* **Dataset records**:

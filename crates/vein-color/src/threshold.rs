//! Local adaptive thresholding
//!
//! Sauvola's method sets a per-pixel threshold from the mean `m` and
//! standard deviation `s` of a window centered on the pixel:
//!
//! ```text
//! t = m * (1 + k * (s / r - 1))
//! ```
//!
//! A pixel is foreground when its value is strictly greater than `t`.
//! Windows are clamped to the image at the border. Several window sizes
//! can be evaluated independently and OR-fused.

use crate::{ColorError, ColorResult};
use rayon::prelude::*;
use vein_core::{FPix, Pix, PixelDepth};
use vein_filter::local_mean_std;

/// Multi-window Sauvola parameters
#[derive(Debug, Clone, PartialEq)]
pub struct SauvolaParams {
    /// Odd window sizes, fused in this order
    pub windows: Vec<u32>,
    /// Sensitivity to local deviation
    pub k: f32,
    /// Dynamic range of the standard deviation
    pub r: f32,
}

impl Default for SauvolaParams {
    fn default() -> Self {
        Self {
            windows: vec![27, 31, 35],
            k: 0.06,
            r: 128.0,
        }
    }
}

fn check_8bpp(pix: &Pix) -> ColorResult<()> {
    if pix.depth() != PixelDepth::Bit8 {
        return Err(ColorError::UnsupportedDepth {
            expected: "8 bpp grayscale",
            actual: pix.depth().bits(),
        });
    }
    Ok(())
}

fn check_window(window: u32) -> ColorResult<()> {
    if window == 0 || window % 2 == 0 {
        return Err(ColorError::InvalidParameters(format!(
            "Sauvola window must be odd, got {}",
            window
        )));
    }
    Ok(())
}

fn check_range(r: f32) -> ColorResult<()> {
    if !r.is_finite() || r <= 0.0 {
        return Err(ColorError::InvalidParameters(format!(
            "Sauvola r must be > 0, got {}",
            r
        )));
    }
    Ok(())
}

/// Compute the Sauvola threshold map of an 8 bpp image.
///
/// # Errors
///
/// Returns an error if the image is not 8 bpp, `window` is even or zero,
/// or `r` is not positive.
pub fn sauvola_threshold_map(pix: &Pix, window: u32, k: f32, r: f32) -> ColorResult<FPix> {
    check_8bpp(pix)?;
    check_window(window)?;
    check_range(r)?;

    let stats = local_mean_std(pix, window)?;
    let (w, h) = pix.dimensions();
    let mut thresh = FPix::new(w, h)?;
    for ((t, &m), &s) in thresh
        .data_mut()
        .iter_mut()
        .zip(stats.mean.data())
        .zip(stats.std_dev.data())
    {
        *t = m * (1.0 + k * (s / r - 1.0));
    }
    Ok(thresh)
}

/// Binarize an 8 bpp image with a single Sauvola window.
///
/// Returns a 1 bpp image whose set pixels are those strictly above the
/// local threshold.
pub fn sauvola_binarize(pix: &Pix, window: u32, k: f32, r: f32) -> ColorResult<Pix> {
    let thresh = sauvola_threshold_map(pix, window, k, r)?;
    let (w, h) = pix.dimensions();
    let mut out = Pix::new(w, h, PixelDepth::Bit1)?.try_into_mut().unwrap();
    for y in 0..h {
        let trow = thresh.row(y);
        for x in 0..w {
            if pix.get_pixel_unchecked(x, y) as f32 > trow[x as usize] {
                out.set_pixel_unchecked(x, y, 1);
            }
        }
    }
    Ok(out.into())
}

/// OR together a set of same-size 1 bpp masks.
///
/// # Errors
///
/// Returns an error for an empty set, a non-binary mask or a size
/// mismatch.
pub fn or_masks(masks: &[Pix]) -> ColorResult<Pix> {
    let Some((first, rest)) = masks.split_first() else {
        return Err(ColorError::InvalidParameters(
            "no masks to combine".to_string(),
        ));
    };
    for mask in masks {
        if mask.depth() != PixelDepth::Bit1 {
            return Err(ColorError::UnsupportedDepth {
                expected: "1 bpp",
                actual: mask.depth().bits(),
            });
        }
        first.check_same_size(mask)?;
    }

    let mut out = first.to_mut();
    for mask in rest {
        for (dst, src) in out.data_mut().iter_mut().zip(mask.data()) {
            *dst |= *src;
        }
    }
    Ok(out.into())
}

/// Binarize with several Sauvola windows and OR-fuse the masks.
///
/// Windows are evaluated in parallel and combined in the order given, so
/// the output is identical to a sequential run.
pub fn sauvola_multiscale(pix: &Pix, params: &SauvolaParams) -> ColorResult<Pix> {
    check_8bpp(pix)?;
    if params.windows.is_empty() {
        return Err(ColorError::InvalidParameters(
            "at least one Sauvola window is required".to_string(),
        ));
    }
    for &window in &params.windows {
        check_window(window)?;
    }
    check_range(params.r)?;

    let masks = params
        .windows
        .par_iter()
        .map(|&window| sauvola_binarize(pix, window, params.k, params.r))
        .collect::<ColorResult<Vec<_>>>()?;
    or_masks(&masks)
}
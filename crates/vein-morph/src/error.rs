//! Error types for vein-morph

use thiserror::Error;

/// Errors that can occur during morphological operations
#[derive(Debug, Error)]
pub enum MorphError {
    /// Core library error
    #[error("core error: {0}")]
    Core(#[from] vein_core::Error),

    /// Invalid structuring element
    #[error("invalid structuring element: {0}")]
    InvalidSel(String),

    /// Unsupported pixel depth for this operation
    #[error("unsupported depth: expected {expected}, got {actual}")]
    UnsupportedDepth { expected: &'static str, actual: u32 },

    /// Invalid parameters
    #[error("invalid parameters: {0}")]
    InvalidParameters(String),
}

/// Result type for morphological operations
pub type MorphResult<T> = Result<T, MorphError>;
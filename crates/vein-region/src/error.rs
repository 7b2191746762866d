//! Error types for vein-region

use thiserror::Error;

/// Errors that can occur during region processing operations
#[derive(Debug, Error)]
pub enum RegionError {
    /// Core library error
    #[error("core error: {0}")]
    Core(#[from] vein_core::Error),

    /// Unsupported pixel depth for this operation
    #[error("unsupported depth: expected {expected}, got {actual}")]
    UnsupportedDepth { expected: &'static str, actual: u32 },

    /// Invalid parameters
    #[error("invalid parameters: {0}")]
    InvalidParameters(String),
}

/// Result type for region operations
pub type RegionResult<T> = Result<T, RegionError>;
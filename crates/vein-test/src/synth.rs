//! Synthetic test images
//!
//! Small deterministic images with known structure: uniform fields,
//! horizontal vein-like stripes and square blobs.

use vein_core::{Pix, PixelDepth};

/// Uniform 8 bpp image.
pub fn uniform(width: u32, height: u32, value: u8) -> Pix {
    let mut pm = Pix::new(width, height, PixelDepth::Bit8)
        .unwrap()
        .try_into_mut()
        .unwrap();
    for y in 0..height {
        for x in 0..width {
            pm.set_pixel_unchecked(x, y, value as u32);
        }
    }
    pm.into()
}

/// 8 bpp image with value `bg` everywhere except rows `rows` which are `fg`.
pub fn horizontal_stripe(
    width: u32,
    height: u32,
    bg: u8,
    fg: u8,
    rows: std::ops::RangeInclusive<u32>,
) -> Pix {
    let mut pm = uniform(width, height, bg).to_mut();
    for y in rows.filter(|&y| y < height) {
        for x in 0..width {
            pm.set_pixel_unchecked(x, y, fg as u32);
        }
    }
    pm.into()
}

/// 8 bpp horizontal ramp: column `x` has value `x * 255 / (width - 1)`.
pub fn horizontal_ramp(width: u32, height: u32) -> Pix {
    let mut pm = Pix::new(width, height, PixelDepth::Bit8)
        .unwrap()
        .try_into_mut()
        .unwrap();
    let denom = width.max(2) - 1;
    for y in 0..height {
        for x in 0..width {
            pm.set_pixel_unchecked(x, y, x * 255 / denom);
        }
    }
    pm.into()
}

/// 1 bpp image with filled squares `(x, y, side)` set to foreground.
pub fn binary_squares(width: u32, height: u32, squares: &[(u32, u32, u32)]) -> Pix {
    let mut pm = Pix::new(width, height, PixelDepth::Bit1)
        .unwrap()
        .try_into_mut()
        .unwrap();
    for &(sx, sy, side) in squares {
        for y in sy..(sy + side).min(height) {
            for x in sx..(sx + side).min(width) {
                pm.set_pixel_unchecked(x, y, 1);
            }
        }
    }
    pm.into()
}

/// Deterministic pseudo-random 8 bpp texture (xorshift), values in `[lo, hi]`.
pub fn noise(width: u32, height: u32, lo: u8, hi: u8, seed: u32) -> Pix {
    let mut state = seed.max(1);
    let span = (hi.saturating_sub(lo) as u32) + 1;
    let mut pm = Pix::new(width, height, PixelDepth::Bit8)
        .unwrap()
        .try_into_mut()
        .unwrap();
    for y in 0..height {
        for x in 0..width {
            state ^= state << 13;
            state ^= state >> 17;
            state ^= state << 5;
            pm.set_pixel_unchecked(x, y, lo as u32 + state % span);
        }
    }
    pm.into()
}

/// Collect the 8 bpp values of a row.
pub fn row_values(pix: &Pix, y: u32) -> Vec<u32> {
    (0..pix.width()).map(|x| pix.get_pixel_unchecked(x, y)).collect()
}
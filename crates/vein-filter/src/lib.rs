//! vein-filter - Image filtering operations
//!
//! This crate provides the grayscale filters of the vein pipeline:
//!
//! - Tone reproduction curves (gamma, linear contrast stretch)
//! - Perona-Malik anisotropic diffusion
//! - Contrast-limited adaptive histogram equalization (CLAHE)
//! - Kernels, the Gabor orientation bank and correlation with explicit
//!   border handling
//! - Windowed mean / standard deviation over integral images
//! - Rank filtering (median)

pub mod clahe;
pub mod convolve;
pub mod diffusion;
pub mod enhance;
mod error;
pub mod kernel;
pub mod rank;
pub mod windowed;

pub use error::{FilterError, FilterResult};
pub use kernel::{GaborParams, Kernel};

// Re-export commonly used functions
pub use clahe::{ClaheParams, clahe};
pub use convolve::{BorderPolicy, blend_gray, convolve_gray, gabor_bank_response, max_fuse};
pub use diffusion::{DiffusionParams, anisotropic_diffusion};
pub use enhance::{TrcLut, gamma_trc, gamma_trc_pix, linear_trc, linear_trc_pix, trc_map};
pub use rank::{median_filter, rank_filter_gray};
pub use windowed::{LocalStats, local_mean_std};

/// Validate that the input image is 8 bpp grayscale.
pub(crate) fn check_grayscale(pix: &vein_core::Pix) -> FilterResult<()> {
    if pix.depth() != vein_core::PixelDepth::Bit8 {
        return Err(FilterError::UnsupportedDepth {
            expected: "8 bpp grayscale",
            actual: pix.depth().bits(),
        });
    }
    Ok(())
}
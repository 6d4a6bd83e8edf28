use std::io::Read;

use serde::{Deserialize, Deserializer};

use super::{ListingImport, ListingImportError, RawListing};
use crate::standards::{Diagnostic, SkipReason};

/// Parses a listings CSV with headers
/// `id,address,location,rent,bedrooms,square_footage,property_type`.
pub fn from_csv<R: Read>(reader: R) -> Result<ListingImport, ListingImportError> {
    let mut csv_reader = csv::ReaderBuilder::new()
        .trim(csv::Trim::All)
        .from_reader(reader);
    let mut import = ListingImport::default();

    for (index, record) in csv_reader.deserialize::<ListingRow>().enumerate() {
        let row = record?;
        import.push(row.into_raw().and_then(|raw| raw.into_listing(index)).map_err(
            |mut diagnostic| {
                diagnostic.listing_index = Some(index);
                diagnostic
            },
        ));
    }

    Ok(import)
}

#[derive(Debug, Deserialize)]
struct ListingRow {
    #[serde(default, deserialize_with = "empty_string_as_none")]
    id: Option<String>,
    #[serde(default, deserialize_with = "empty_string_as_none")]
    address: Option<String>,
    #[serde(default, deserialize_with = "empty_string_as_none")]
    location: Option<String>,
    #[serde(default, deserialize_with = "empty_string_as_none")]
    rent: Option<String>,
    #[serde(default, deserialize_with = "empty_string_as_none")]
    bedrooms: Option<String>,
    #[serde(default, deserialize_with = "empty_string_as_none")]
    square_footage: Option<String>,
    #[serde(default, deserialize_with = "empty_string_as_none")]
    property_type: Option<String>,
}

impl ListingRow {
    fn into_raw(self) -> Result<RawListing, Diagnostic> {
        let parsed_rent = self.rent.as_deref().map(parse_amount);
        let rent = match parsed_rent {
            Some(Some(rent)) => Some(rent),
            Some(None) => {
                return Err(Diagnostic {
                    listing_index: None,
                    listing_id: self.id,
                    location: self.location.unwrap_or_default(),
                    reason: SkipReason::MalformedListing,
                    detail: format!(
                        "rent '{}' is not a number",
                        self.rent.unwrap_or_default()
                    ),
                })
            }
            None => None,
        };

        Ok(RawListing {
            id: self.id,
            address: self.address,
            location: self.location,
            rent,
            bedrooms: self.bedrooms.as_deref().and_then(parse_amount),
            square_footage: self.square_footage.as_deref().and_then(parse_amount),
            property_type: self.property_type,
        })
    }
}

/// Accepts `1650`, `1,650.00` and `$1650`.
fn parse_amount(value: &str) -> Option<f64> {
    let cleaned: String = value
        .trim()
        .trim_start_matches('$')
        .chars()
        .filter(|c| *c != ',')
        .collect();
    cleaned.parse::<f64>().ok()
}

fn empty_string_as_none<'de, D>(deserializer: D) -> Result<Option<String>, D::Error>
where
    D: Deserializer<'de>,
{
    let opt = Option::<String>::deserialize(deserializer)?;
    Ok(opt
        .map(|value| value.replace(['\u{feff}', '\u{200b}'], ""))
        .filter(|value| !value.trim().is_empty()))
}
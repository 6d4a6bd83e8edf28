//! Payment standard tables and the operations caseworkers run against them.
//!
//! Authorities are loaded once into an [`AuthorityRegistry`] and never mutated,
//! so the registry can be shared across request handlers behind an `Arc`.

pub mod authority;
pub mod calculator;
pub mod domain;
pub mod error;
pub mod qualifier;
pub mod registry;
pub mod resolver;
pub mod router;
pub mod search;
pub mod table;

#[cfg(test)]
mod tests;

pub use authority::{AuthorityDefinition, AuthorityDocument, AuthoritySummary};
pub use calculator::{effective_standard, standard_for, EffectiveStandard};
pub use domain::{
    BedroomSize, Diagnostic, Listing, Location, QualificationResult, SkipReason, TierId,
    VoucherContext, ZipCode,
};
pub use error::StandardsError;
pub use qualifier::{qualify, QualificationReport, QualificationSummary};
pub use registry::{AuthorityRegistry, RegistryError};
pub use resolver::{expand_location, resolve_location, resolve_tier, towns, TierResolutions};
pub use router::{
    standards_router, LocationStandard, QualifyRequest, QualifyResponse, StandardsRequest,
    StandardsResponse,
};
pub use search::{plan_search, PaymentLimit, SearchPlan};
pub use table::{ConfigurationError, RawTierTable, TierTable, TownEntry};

* **Task prompt**: Scan the material above for the string "foreground", returning each line that contains it.

* **Written response**:
//! A pixel is foreground when its value is strictly greater than `t`.
/// 1 bpp image with filled squares `(x, y, side)` set to foreground.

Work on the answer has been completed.